Exercise materials:

● ● ● ● ●

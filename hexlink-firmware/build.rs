//! Build script for hexlink-firmware
//!
//! - Sets up linker search paths and arguments for memory.x
//! - Validates node.toml at compile time

use std::env;
use std::fs::{self, File};
use std::io::Write;
use std::path::{Path, PathBuf};

use hexlink_core::config::{parse_config, NodeConfig};

fn main() {
    setup_linker();
    validate_config();
}

/// Set up linker search paths and scripts
fn setup_linker() {
    let out_dir = PathBuf::from(env::var("OUT_DIR").expect("OUT_DIR is set by cargo"));

    let memory_x = include_bytes!("memory.x");
    let mut f = File::create(out_dir.join("memory.x")).expect("create memory.x");
    f.write_all(memory_x).expect("write memory.x");

    println!("cargo:rustc-link-search={}", out_dir.display());
    println!("cargo:rustc-link-arg-bins=--nmagic");
    println!("cargo:rustc-link-arg-bins=-Tlink.x");
    println!("cargo:rustc-link-arg-bins=-Tdefmt.x");

    println!("cargo:rerun-if-changed=memory.x");
    println!("cargo:rerun-if-changed=build.rs");
}

/// Validate node.toml with the full TOML parser and the firmware's reader
fn validate_config() {
    println!("cargo:rerun-if-changed=node.toml");

    let config_path = Path::new("node.toml");
    let content = match fs::read_to_string(config_path) {
        Ok(content) => content,
        Err(e) => fail(&format!("cannot read node.toml: {}", e)),
    };

    let config: NodeConfig = match toml::from_str(&content) {
        Ok(config) => config,
        Err(e) => fail(&format!("invalid node.toml: {}", e)),
    };

    if let Err(e) = config.validate() {
        fail(&format!("node.toml rejected: {:?}", e));
    }

    // The firmware reads the file with a small subset parser at boot;
    // both readers must agree or the board would silently run defaults.
    match parse_config(&content) {
        Ok(runtime) if runtime == config => {}
        Ok(runtime) => fail(&format!(
            "node.toml is read differently at runtime: {:?} vs {:?}",
            runtime, config
        )),
        Err(e) => fail(&format!("node.toml uses unsupported TOML: {:?}", e)),
    }
}

fn fail(message: &str) -> ! {
    panic!(
        "\n\
        ╔══════════════════════════════════════════════════════════════════╗\n\
        ║  ERROR: node.toml                                                ║\n\
        ╚══════════════════════════════════════════════════════════════════╝\n\
        {}\n",
        message
    );
}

● ● ● ● ●

Scan the listing above and copy all lines containing the word "expect".

Written solution:
    let out_dir = PathBuf::from(env::var("OUT_DIR").expect("OUT_DIR is set by cargo"));
    let mut f = File::create(out_dir.join("memory.x")).expect("create memory.x");
    f.write_all(memory_x).expect("write memory.x");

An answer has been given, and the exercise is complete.